Supplied data:
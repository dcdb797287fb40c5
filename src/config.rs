//! Screen configuration.

use serde::Deserialize;

/// Tuning knobs for a [`Screen`](crate::Screen).
///
/// Deserializable so hosts can keep it next to their other settings; missing fields fall back to
/// the defaults.
#[derive(Debug, Clone, PartialEq, Deserialize)]
#[serde(default)]
pub struct ScreenConfig {
    /// Extra distance, in points, kept live above and below the viewport.
    pub look_ahead: f64,
    /// Pagination is requested once the last visible item is this close to the end.
    pub pagination_threshold: usize,
    /// Maximum number of recycled instances kept per category.
    pub reuse_pool_limit: usize,
    /// Height reserved for items whose category could not be resolved.
    pub placeholder_height: f64,
    /// Container width until the host reports one.
    pub initial_width: f64,
    /// Viewport height until the host reports one.
    pub viewport_height: f64,
}

impl Default for ScreenConfig {
    fn default() -> Self {
        ScreenConfig {
            look_ahead: 200.,
            pagination_threshold: 5,
            reuse_pool_limit: 8,
            placeholder_height: 0.,
            initial_width: 320.,
            viewport_height: 480.,
        }
    }
}

impl ScreenConfig {
    pub fn with_look_ahead(mut self, look_ahead: f64) -> Self {
        self.look_ahead = look_ahead;
        self
    }

    pub fn with_pagination_threshold(mut self, threshold: usize) -> Self {
        self.pagination_threshold = threshold;
        self
    }

    pub fn with_reuse_pool_limit(mut self, limit: usize) -> Self {
        self.reuse_pool_limit = limit;
        self
    }

    pub fn with_placeholder_height(mut self, height: f64) -> Self {
        self.placeholder_height = height;
        self
    }

    pub fn with_viewport(mut self, width: f64, height: f64) -> Self {
        self.initial_width = width;
        self.viewport_height = height;
        self
    }
}
impl Lifecycle {
    pub fn new(registry: Arc<dyn Registry>, context: Context, config: &ScreenConfig) -> Lifecycle {
        Lifecycle {
            registry,
            context,
            slots: Vec::new(),
            header: None,
            overlay: None,
            pool: Pool {
                instances: HashMap::new(),
                free: HashMap::new(),
                limit: config.reuse_pool_limit,
            },
            sizes: SizeCache {
                entries: HashMap::new(),
                placeholder_height: config.placeholder_height,
            },
            live: 0..0,
            structure_changed: false,
            patches: Vec::new(),
        }
    }

    pub fn context(&self) -> &Context {
        &self.context
    }

    pub(crate) fn set_screen(&mut self, screen: &str) {
        if &*self.context.screen != screen {
            self.context.screen = screen.into();
        }
    }

    pub fn len(&self) -> usize {
        self.slots.len()
    }

    pub fn is_empty(&self) -> bool {
        self.slots.is_empty()
    }

    pub fn items(&self) -> impl Iterator<Item = &ItemModel> + '_ {
        self.slots.iter().map(|slot| &slot.item)
    }

    pub fn index_of(&self, id: &ItemId) -> Option<usize> {
        self.slots.iter().position(|slot| slot.item.id() == id)
    }

    /// The live window applied last.
    pub fn live_window(&self) -> Range<usize> {
        self.live.clone()
    }

    fn slot_for(&self, id: &ItemId) -> Option<&Slot> {
        self.slots
            .iter()
            .chain(self.header.iter())
            .chain(self.overlay.iter())
            .find(|slot| slot.item.id() == id)
    }

    /// The instance bound to an item (including the header and overlay), if it is live.
    pub fn instance_id_for(&self, id: &ItemId) -> Option<InstanceId> {
        self.slot_for(id).and_then(|slot| slot.instance)
    }

    /// The component displaying an item, if it is live.
    pub fn instance_for(&self, id: &ItemId) -> Option<&dyn Component> {
        let instance = self.instance_id_for(id)?;
        self.pool
            .instances
            .get(&instance)
            .map(|instance| &*instance.component)
    }

    /// Number of instances bound to an item.
    pub fn live_instances(&self) -> usize {
        self.pool
            .instances
            .values()
            .filter(|instance| instance.bound.is_some())
            .count()
    }

    /// Number of recycled instances waiting for reuse.
    pub fn pooled(&self, category: &Category) -> usize {
        self.pool.free.get(category).map_or(0, Vec::len)
    }

    /// The size of an item at a container width; memoized until the item is updated or the
    /// container width changes.
    pub fn size_for(&mut self, item: &ItemModel, width: f64) -> Size {
        let factory = self
            .slot_for(item.id())
            .and_then(|slot| slot.factory.clone())
            .or_else(|| self.registry.resolve(item.category()));
        self.sizes.measure(factory.as_ref(), item, width)
    }

    /// Heights of all rows at the current container width.
    pub fn heights(&mut self) -> Vec<f64> {
        let width = self.context.container_width;
        let sizes = &mut self.sizes;
        self.slots
            .iter()
            .map(|slot| sizes.measure(slot.factory.as_ref(), &slot.item, width).y)
            .collect()
    }

    /// Applies a diff to the mirrored sequence, which must end up `expected` items long.
    ///
    /// The script is checked against the current sequence first; if it is malformed or yields the
    /// wrong number of items, nothing is changed. Inserted rows start out unrealized; call [`set_live_window`](Self::set_live_window)
    /// afterwards to bind instances, then [`flush`](Self::flush).
    pub fn apply_edits(
        &mut self,
        diff: &ViewModelDiff,
        expected: usize,
        images: &mut ImageCoordinator,
    ) -> Result<ApplyReport, InvariantViolation> {
        let script = &diff.items.script;
        let mut preview: Vec<ItemModel> = self.items().cloned().collect();
        script.apply(&mut preview)?;
        if preview.len() != expected {
            return Err(InvariantViolation::LengthMismatch {
                expected,
                actual: preview.len(),
            });
        }

        let mut report = ApplyReport::default();
        let width = self.context.container_width;

        for edit in script {
            match edit {
                Edit::Remove(index) => {
                    let slot = self.slots.remove(*index);
                    self.release(slot, images);
                    self.patches.push(Patch::Remove(*index));
                    report.removed += 1;
                }
                Edit::Move(from, to) => {
                    let slot = self.slots.remove(*from);
                    self.slots.insert(*to, slot);
                    self.patches.push(Patch::Move(*from, *to));
                    report.moved += 1;
                }
                Edit::Insert(index, item) => {
                    let slot = self.new_slot(item.clone(), &mut report);
                    let row = slot.row(&mut self.sizes, width);
                    self.slots.insert(*index, slot);
                    self.patches.push(Patch::Insert(*index, row));
                    report.inserted += 1;
                }
                Edit::Update(index, item) => {
                    self.update_slot(*index, item, images, &mut report);
                    report.updated += 1;
                }
            }
        }

        for duplicate in &diff.items.duplicates {
            warn!(id = %duplicate.id, index = duplicate.index, "duplicate item identity");
            report.errors.push(ItemError::DuplicateIdentity {
                id: duplicate.id.clone(),
                index: duplicate.index,
            });
        }

        if let Some(edit) = &diff.header {
            let current = self.header.take();
            self.header = self.apply_slot_edit(current, edit, images, &mut report);
            let row = self.header.as_ref().map(|slot| slot.row(&mut self.sizes, width));
            self.patches.push(Patch::Header(row));
        }
        if let Some(edit) = &diff.overlay {
            let current = self.overlay.take();
            self.overlay = self.apply_slot_edit(current, edit, images, &mut report);
            let row = self.overlay.as_ref().map(|slot| slot.row(&mut self.sizes, width));
            self.patches.push(Patch::Overlay(row));
        }

        self.structure_changed = true;
        debug!(
            inserted = report.inserted,
            removed = report.removed,
            moved = report.moved,
            updated = report.updated,
            errors = report.errors.len(),
            "applied edits"
        );
        Ok(report)
    }

    /// Resolves the factory for a new item.
    fn new_slot(&self, item: ItemModel, report: &mut ApplyReport) -> Slot {
        let factory = self.registry.resolve(item.category());
        if factory.is_none() {
            warn!(item = %item.id(), category = %item.category(), "unresolved component category");
            report.errors.push(ItemError::Resolution(ResolutionError {
                item: item.id().clone(),
                category: item.category().clone(),
            }));
        }
        Slot {
            item,
            factory,
            instance: None,
        }
    }

    /// Replaces the model at an index; a category change replaces the row entirely.
    fn update_slot(
        &mut self,
        index: usize,
        item: &ItemModel,
        images: &mut ImageCoordinator,
        report: &mut ApplyReport,
    ) {
        let width = self.context.container_width;
        self.sizes.forget(item.id());

        let slot = &mut self.slots[index];
        if slot.factory.is_some() && slot.item.category() == item.category() {
            slot.item = item.clone();
            if let Some(id) = slot.instance {
                self.pool.update(id, &slot.item, &self.context, images);
            }
            let row = self.slots[index].row(&mut self.sizes, width);
            self.patches.push(Patch::Update(index, row));
            return;
        }

        let fresh = self.new_slot(item.clone(), report);
        let old = std::mem::replace(&mut self.slots[index], fresh);
        let was_live = old.instance.is_some();
        self.release(old, images);

        let row = self.slots[index].row(&mut self.sizes, width);
        self.patches.push(Patch::Remove(index));
        self.patches.push(Patch::Insert(index, row));
        if was_live {
            self.realize(index, images);
        }
    }

    /// Applies a header or overlay edit. Those slots are always live.
    fn apply_slot_edit(
        &mut self,
        current: Option<Slot>,
        edit: &SlotEdit,
        images: &mut ImageCoordinator,
        report: &mut ApplyReport,
    ) -> Option<Slot> {
        if let Some(mut slot) = current {
            if let SlotEdit::Update(item) = edit {
                if slot.factory.is_some()
                    && slot.item.id() == item.id()
                    && slot.item.category() == item.category()
                {
                    self.sizes.forget(item.id());
                    slot.item = item.clone();
                    if let Some(id) = slot.instance {
                        self.pool.update(id, &slot.item, &self.context, images);
                    }
                    return Some(slot);
                }
            }
            self.release(slot, images);
        }

        match edit {
            SlotEdit::Remove => None,
            SlotEdit::Insert(item) | SlotEdit::Update(item) => {
                let mut slot = self.new_slot(item.clone(), report);
                if let Some(factory) = &slot.factory {
                    let id = self.pool.attach(factory, &slot.item, &self.context, images);
                    slot.instance = Some(id);
                }
                Some(slot)
            }
        }
    }

    fn release(&mut self, slot: Slot, images: &mut ImageCoordinator) {
        if let Some(id) = slot.instance {
            self.pool.release(id, images);
        }
        self.sizes.forget(slot.item.id());
    }

    /// Binds an instance to the slot at `index` if it has none.
    fn realize(&mut self, index: usize, images: &mut ImageCoordinator) {
        let width = self.context.container_width;
        let slot = &mut self.slots[index];
        if slot.instance.is_some() {
            return;
        }
        let factory = match &slot.factory {
            Some(factory) => factory,
            None => return,
        };
        let id = self.pool.attach(factory, &slot.item, &self.context, images);
        slot.instance = Some(id);

        let row = self.slots[index].row(&mut self.sizes, width);
        self.patches.push(Patch::Update(index, row));
    }

    /// Recycles the instance of the slot at `index`, if any.
    fn unrealize(&mut self, index: usize, images: &mut ImageCoordinator) {
        let width = self.context.container_width;
        if let Some(id) = self.slots[index].instance.take() {
            self.pool.release(id, images);
            let row = self.slots[index].row(&mut self.sizes, width);
            self.patches.push(Patch::Update(index, row));
        }
    }

    /// Makes sure exactly the slots in `window` have instances.
    ///
    /// Slots leaving the window are recycled before slots entering it are bound, so the freed
    /// instances are reused straight away.
    pub fn set_live_window(&mut self, window: Range<usize>, images: &mut ImageCoordinator) {
        let len = self.slots.len();
        let window = window.start.min(len)..window.end.min(len);

        let leaving: Vec<usize> = if self.structure_changed {
            (0..len)
                .filter(|i| !window.contains(i) && self.slots[*i].instance.is_some())
                .collect()
        } else {
            self.live
                .clone()
                .filter(|i| *i < len && !window.contains(i))
                .collect()
        };
        for index in leaving {
            self.unrealize(index, images);
        }
        for index in window.clone() {
            self.realize(index, images);
        }

        self.live = window;
        self.structure_changed = false;
    }

    /// Changes the container width; every size is measured again.
    pub fn set_container_width(&mut self, width: f64) {
        if self.context.container_width == width {
            return;
        }
        self.context.container_width = width;
        self.sizes.clear();

        for index in 0..self.slots.len() {
            let row = self.slots[index].row(&mut self.sizes, width);
            self.patches.push(Patch::Update(index, row));
        }
        if let Some(slot) = &self.header {
            self.patches.push(Patch::Header(Some(slot.row(&mut self.sizes, width))));
        }
        if let Some(slot) = &self.overlay {
            self.patches.push(Patch::Overlay(Some(slot.row(&mut self.sizes, width))));
        }
    }

    /// Hands an image to the component that asked for it.
    ///
    /// The delivery is dropped unless the instance is still bound to the item the image was
    /// requested for.
    pub fn deliver_image(&mut self, delivery: ImageDelivery) -> bool {
        let instance = match self.pool.instances.get_mut(&delivery.instance) {
            Some(instance) => instance,
            None => {
                debug!(instance = ?delivery.instance, "discarding image for destroyed instance");
                return false;
            }
        };
        if instance.bound.as_ref() != Some(&delivery.item) {
            debug!(
                instance = ?delivery.instance,
                item = %delivery.item,
                "discarding image for rebound instance"
            );
            return false;
        }

        match &delivery.result {
            Ok(image) => instance.component.image_loaded(&delivery.slot, image),
            Err(error) => {
                warn!(item = %delivery.item, slot = ?delivery.slot, %error, "image failed to load");
                instance.component.image_failed(&delivery.slot, error);
            }
        }
        true
    }

    /// Notifies the component at `index` that it was selected. Returns false if it is not live.
    pub fn select(&mut self, index: usize) -> bool {
        let id = match self.slots.get(index).and_then(|slot| slot.instance) {
            Some(id) => id,
            None => return false,
        };
        match self.pool.instances.get_mut(&id) {
            Some(instance) => {
                instance.component.did_select();
                true
            }
            None => false,
        }
    }

    /// Sends queued patches to the container as one transaction.
    pub fn flush(&mut self, container: &mut dyn Container) {
        let patches = std::mem::take(&mut self.patches);
        if !patches.is_empty() {
            trace!(count = patches.len(), "flushing container patches");
        }
        container.apply_batch(patches);
    }

    /// Discards queued patches without sending them.
    pub(crate) fn discard_patches(&mut self) {
        self.patches.clear();
    }

    /// Cancels all image requests and destroys every instance. Returns how many were destroyed.
    pub fn teardown(&mut self, images: &mut ImageCoordinator) -> usize {
        images.cancel_all();
        let destroyed = self.pool.destroy_all();
        self.slots.clear();
        self.header = None;
        self.overlay = None;
        self.sizes.clear();
        self.patches.clear();
        self.live = 0..0;
        self.structure_changed = false;
        destroyed
    }
}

Problem to solve: Where does the string "filter" appear in the records above? Return every line that holds it.

Written solution:
            .filter(|instance| instance.bound.is_some())
                .filter(|i| !window.contains(i) && self.slots[*i].instance.is_some())
                .filter(|i| *i < len && !window.contains(i))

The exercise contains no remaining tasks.